President Donald Trump said he was appointing former National Security Advisor Mike Waltz as the next American ambassador to the United Nations.
“In his time in uniform on the battlefield, in Congress and, as a national security advisor, Mike Waltz worked hard to put the interests of our nation,” wrote Trump.
The announcement comes after several American media reported that Waltz should leave the administration during the first major reshuffle of Trump's second mandate.
Waltz was the subject of a meticulous examination in March after emerging that it had created a discussion group on the signal messaging application and inadvertently added the journalist of the Atlantic Jeffrey Goldberg.
The discussion group was used to discuss the planning of a sensitive military operation of March 15 against Houthi activists in Yemen.
The signal chain has also shown that the Secretary of Defense Pete Hegseth providing the exact calendars of Warplane launches and when the bombs are falling.
Waltz had previously assured the “full responsibility” for the construction of the chain of messages and the administration officials described the episode as an “error” but one which caused Americans without difficulty.
Waltz argued that he did not know how Goldberg ended up in the messaging channel and insisted that he did not know the journalist.

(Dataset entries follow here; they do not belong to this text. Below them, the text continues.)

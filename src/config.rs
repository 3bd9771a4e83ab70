//! Output configuration records and the translation from validated options.
//!
//! The records mirror the two output shapes the renderer understands: a
//! [`PdfConfig`] for printed documents and a [`ScreenshotConfig`] for raster
//! images. They are built once per invocation by [`translate`] and never
//! mutated afterwards.

use crate::options::{Options, PdfOptions, RenderCommand, ScreenshotOptions};
use crate::{Error, Result};
use clap::ValueEnum;
use serde::Serialize;
use std::path::PathBuf;
use std::str::FromStr;

pub const DEFAULT_SCALE: f64 = 1.0;
pub const MIN_SCALE: f64 = 0.1;
pub const MAX_SCALE: f64 = 2.0;
pub const MAX_QUALITY: i64 = 100;

/// Paper sizes accepted by `--format`
#[derive(Debug, Clone, Copy, PartialEq, Eq, Default, Serialize)]
pub enum PaperFormat {
    #[default]
    Letter,
    Legal,
    Tabloid,
    Ledger,
    A0,
    A1,
    A2,
    A3,
    A4,
    A5,
    A6,
}

impl PaperFormat {
    pub const ALL: [PaperFormat; 11] = [
        PaperFormat::Letter,
        PaperFormat::Legal,
        PaperFormat::Tabloid,
        PaperFormat::Ledger,
        PaperFormat::A0,
        PaperFormat::A1,
        PaperFormat::A2,
        PaperFormat::A3,
        PaperFormat::A4,
        PaperFormat::A5,
        PaperFormat::A6,
    ];

    pub fn as_str(self) -> &'static str {
        match self {
            PaperFormat::Letter => "Letter",
            PaperFormat::Legal => "Legal",
            PaperFormat::Tabloid => "Tabloid",
            PaperFormat::Ledger => "Ledger",
            PaperFormat::A0 => "A0",
            PaperFormat::A1 => "A1",
            PaperFormat::A2 => "A2",
            PaperFormat::A3 => "A3",
            PaperFormat::A4 => "A4",
            PaperFormat::A5 => "A5",
            PaperFormat::A6 => "A6",
        }
    }

    /// Paper (width, height) in inches
    pub fn size_in_inches(self) -> (f64, f64) {
        match self {
            PaperFormat::Letter => (8.5, 11.0),
            PaperFormat::Legal => (8.5, 14.0),
            PaperFormat::Tabloid => (11.0, 17.0),
            PaperFormat::Ledger => (17.0, 11.0),
            PaperFormat::A0 => (33.1, 46.8),
            PaperFormat::A1 => (23.4, 33.1),
            PaperFormat::A2 => (16.54, 23.4),
            PaperFormat::A3 => (11.7, 16.54),
            PaperFormat::A4 => (8.27, 11.7),
            PaperFormat::A5 => (5.83, 8.27),
            PaperFormat::A6 => (4.13, 5.83),
        }
    }
}

impl FromStr for PaperFormat {
    type Err = Error;

    // Case-sensitive: "a4" is rejected just like any other unknown name.
    fn from_str(s: &str) -> Result<Self> {
        PaperFormat::ALL
            .into_iter()
            .find(|f| f.as_str() == s)
            .ok_or_else(|| Error::InvalidFormat(s.to_string()))
    }
}

/// Image encoding produced by `screenshot`
#[derive(Debug, Clone, Copy, PartialEq, Eq, Default, ValueEnum, Serialize)]
#[serde(rename_all = "lowercase")]
pub enum ImageType {
    Jpeg,
    #[default]
    Png,
}

/// How screenshot bytes are returned
#[derive(Debug, Clone, Copy, PartialEq, Eq, Default, ValueEnum, Serialize)]
#[serde(rename_all = "lowercase")]
pub enum Encoding {
    Base64,
    #[default]
    Binary,
}

/// Readiness condition awaited after navigation
#[derive(Debug, Clone, Copy, PartialEq, Eq, Default)]
pub enum WaitUntil {
    Load,
    DomContentLoaded,
    NetworkIdle0,
    #[default]
    NetworkIdle2,
}

impl WaitUntil {
    /// Number of resources allowed to finish inside the quiet window, if this
    /// condition waits for network idleness at all.
    pub fn idle_budget(self) -> Option<usize> {
        match self {
            WaitUntil::Load | WaitUntil::DomContentLoaded => None,
            WaitUntil::NetworkIdle0 => Some(0),
            WaitUntil::NetworkIdle2 => Some(2),
        }
    }
}

impl FromStr for WaitUntil {
    type Err = Error;

    fn from_str(s: &str) -> Result<Self> {
        match s {
            "load" => Ok(WaitUntil::Load),
            "domcontentloaded" => Ok(WaitUntil::DomContentLoaded),
            "networkidle0" => Ok(WaitUntil::NetworkIdle0),
            "networkidle2" => Ok(WaitUntil::NetworkIdle2),
            other => Err(Error::InvalidWaitUntil(other.to_string())),
        }
    }
}

/// CSS media type forced on the page before rendering
#[derive(Debug, Clone, Copy, PartialEq, Eq, Default)]
pub enum MediaType {
    #[default]
    Print,
    Screen,
}

impl MediaType {
    pub fn as_str(self) -> &'static str {
        match self {
            MediaType::Print => "print",
            MediaType::Screen => "screen",
        }
    }
}

impl FromStr for MediaType {
    type Err = Error;

    fn from_str(s: &str) -> Result<Self> {
        match s {
            "print" => Ok(MediaType::Print),
            "screen" => Ok(MediaType::Screen),
            other => Err(Error::InvalidMediaType(other.to_string())),
        }
    }
}

/// Page margins, each a CSS length such as `20px` or `1cm`
#[derive(Debug, Clone, PartialEq, Serialize)]
pub struct Margin {
    pub top: String,
    pub right: String,
    pub bottom: String,
    pub left: String,
}

/// Screenshot clipping region
#[derive(Debug, Clone, PartialEq, Serialize)]
pub struct Clip {
    pub x: String,
    pub y: String,
    pub width: String,
    pub height: String,
}

#[derive(Debug, Clone, PartialEq, Serialize)]
#[serde(rename_all = "camelCase")]
pub struct PdfConfig {
    pub scale: f64,
    pub display_header_footer: bool,
    pub print_background: bool,
    pub landscape: bool,
    pub page_ranges: String,
    pub format: PaperFormat,
    /// `format` came from the command line rather than the Letter default
    #[serde(skip)]
    pub format_given: bool,
    #[serde(rename = "preferCSSPageSize")]
    pub prefer_css_page_size: bool,
    #[serde(skip_serializing_if = "Option::is_none")]
    pub path: Option<PathBuf>,
    #[serde(skip_serializing_if = "Option::is_none")]
    pub header_template: Option<String>,
    #[serde(skip_serializing_if = "Option::is_none")]
    pub footer_template: Option<String>,
    #[serde(skip_serializing_if = "Option::is_none")]
    pub width: Option<String>,
    #[serde(skip_serializing_if = "Option::is_none")]
    pub height: Option<String>,
    #[serde(skip_serializing_if = "Option::is_none")]
    pub margin: Option<Margin>,
}

impl PdfConfig {
    pub fn from_options(opts: &PdfOptions, path: Option<PathBuf>) -> Self {
        Self {
            scale: opts.scale.unwrap_or(DEFAULT_SCALE),
            display_header_footer: opts.display_header_footer,
            print_background: opts.print_background,
            landscape: opts.landscape,
            page_ranges: opts.page_ranges.clone().unwrap_or_default(),
            format: opts.format.unwrap_or_default(),
            format_given: opts.format.is_some(),
            prefer_css_page_size: opts.prefer_css_page_size,
            path,
            header_template: opts.header_template.clone(),
            footer_template: opts.footer_template.clone(),
            width: opts.width.clone(),
            height: opts.height.clone(),
            margin: opts.margin.clone(),
        }
    }

    /// Paper (width, height) in inches. An explicit `--format` wins outright;
    /// otherwise `width`/`height` override the matching Letter dimension.
    pub fn paper_size(&self) -> Result<(f64, f64)> {
        let (format_width, format_height) = self.format.size_in_inches();
        if self.format_given {
            return Ok((format_width, format_height));
        }
        let width = match &self.width {
            Some(w) => length_to_inches(w)?,
            None => format_width,
        };
        let height = match &self.height {
            Some(h) => length_to_inches(h)?,
            None => format_height,
        };
        Ok((width, height))
    }

    /// Margins (top, right, bottom, left) in inches; zero when unset.
    pub fn margins(&self) -> Result<(f64, f64, f64, f64)> {
        match &self.margin {
            Some(m) => Ok((
                length_to_inches(&m.top)?,
                length_to_inches(&m.right)?,
                length_to_inches(&m.bottom)?,
                length_to_inches(&m.left)?,
            )),
            None => Ok((0.0, 0.0, 0.0, 0.0)),
        }
    }
}

#[derive(Debug, Clone, PartialEq, Serialize)]
#[serde(rename_all = "camelCase")]
pub struct ScreenshotConfig {
    #[serde(rename = "type")]
    pub image_type: ImageType,
    pub full_page: bool,
    pub omit_background: bool,
    pub encoding: Encoding,
    #[serde(skip_serializing_if = "Option::is_none")]
    pub path: Option<PathBuf>,
    #[serde(skip_serializing_if = "Option::is_none")]
    pub quality: Option<u8>,
    #[serde(skip_serializing_if = "Option::is_none")]
    pub clip: Option<Clip>,
}

impl ScreenshotConfig {
    pub fn from_options(opts: &ScreenshotOptions, path: Option<PathBuf>) -> Self {
        Self {
            image_type: opts.image_type.unwrap_or_default(),
            full_page: opts.full_page,
            omit_background: opts.omit_background,
            encoding: opts.encoding.unwrap_or_default(),
            path,
            quality: opts.quality,
            clip: opts.clip.clone(),
        }
    }
}

/// The configuration record handed to the renderer
#[derive(Debug, Clone, PartialEq, Serialize)]
#[serde(untagged)]
pub enum RenderConfig {
    Pdf(PdfConfig),
    Screenshot(ScreenshotConfig),
}

impl RenderConfig {
    pub fn path(&self) -> Option<&PathBuf> {
        match self {
            RenderConfig::Pdf(c) => c.path.as_ref(),
            RenderConfig::Screenshot(c) => c.path.as_ref(),
        }
    }
}

/// Build the configuration record for the selected command, filling in
/// defaults for everything the command line left unset.
pub fn translate(options: &Options) -> RenderConfig {
    match &options.command {
        RenderCommand::Pdf(pdf) => RenderConfig::Pdf(PdfConfig::from_options(pdf, options.path.clone())),
        RenderCommand::Screenshot(shot) => {
            RenderConfig::Screenshot(ScreenshotConfig::from_options(shot, options.path.clone()))
        }
    }
}

const PIXELS_PER_INCH: f64 = 96.0;

/// Convert a CSS length (`12px`, `1in`, `2.5cm`, `10mm` or a bare pixel
/// count) to inches.
pub fn length_to_inches(value: &str) -> Result<f64> {
    let text = value.trim();
    let lower = text.to_ascii_lowercase();
    let (number, px_per_unit) = match lower.get(lower.len().saturating_sub(2)..) {
        Some("px") => (&text[..text.len() - 2], 1.0),
        Some("in") => (&text[..text.len() - 2], PIXELS_PER_INCH),
        Some("cm") => (&text[..text.len() - 2], 37.8),
        Some("mm") => (&text[..text.len() - 2], 3.78),
        _ => (text, 1.0),
    };
    let number: f64 = number
        .trim()
        .parse()
        .map_err(|_| Error::InvalidLength(value.to_string()))?;
    if !number.is_finite() {
        return Err(Error::InvalidLength(value.to_string()));
    }
    Ok(number * px_per_unit / PIXELS_PER_INCH)
}

#[cfg(test)]
mod tests {
    use super::*;

    #[test]
    fn paper_format_is_case_sensitive() {
        assert_eq!("A4".parse::<PaperFormat>().unwrap(), PaperFormat::A4);
        assert_eq!("Ledger".parse::<PaperFormat>().unwrap(), PaperFormat::Ledger);
        assert!(matches!("a4".parse::<PaperFormat>(), Err(Error::InvalidFormat(_))));
        assert!(matches!("B5".parse::<PaperFormat>(), Err(Error::InvalidFormat(_))));
    }

    #[test]
    fn lengths_convert_to_inches() {
        assert_eq!(length_to_inches("96px").unwrap(), 1.0);
        assert_eq!(length_to_inches("96").unwrap(), 1.0);
        assert_eq!(length_to_inches("2in").unwrap(), 2.0);
        assert!((length_to_inches("2.54cm").unwrap() - 1.0).abs() < 0.01);
        assert!((length_to_inches("25.4MM").unwrap() - 1.0).abs() < 0.01);
        assert!(matches!(length_to_inches("wide"), Err(Error::InvalidLength(_))));
        assert!(matches!(length_to_inches("px"), Err(Error::InvalidLength(_))));
    }

    #[test]
    fn default_pdf_config_is_letter_at_scale_one() {
        let cfg = PdfConfig::from_options(&PdfOptions::default(), None);
        assert_eq!(cfg.format, PaperFormat::Letter);
        assert_eq!(cfg.scale, 1.0);
        assert!(!cfg.display_header_footer);
        assert!(!cfg.print_background);
        assert!(!cfg.landscape);
        assert_eq!(cfg.page_ranges, "");
        assert_eq!(cfg.paper_size().unwrap(), (8.5, 11.0));
        assert_eq!(cfg.margins().unwrap(), (0.0, 0.0, 0.0, 0.0));
    }

    #[test]
    fn width_overrides_default_letter_dimension() {
        let opts = PdfOptions {
            width: Some("192px".into()),
            ..Default::default()
        };
        let cfg = PdfConfig::from_options(&opts, None);
        assert_eq!(cfg.paper_size().unwrap(), (2.0, 11.0));
    }

    #[test]
    fn explicit_format_takes_priority_over_width_and_height() {
        let opts = PdfOptions {
            format: Some(PaperFormat::A4),
            width: Some("100px".into()),
            height: Some("2in".into()),
            ..Default::default()
        };
        let cfg = PdfConfig::from_options(&opts, None);
        assert!(cfg.format_given);
        assert_eq!(cfg.paper_size().unwrap(), (8.27, 11.7));
    }

    #[test]
    fn default_screenshot_config_is_binary_png() {
        let cfg = ScreenshotConfig::from_options(&ScreenshotOptions::default(), Some("out.png".into()));
        assert_eq!(cfg.image_type, ImageType::Png);
        assert_eq!(cfg.encoding, Encoding::Binary);
        assert!(!cfg.full_page);
        assert!(cfg.quality.is_none());
        assert_eq!(cfg.path, Some(PathBuf::from("out.png")));
    }

    #[test]
    fn pdf_config_serializes_with_camel_case_names() {
        let cfg = PdfConfig::from_options(&PdfOptions::default(), None);
        let json = serde_json::to_value(&cfg).unwrap();
        assert_eq!(json["format"], "Letter");
        assert_eq!(json["preferCSSPageSize"], false);
        assert_eq!(json["displayHeaderFooter"], false);
        assert!(json.get("margin").is_none());
    }

    #[test]
    fn network_idle_budgets() {
        assert_eq!(WaitUntil::NetworkIdle0.idle_budget(), Some(0));
        assert_eq!(WaitUntil::NetworkIdle2.idle_budget(), Some(2));
        assert_eq!(WaitUntil::Load.idle_budget(), None);
        assert!(matches!("idle".parse::<WaitUntil>(), Err(Error::InvalidWaitUntil(_))));
    }
}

Waltz MP, Alex Wong, also had to leave to leave, according to the sources that spoke under the cover of anonymity to discuss a staff move not yet made public.
The National Security Council did not respond to a request for comments.
Waltz, who served in the room representing the Florida for three mandates before its elevation at the White House, is the most eminent administration responsible for leaving since Trump returned to the White House.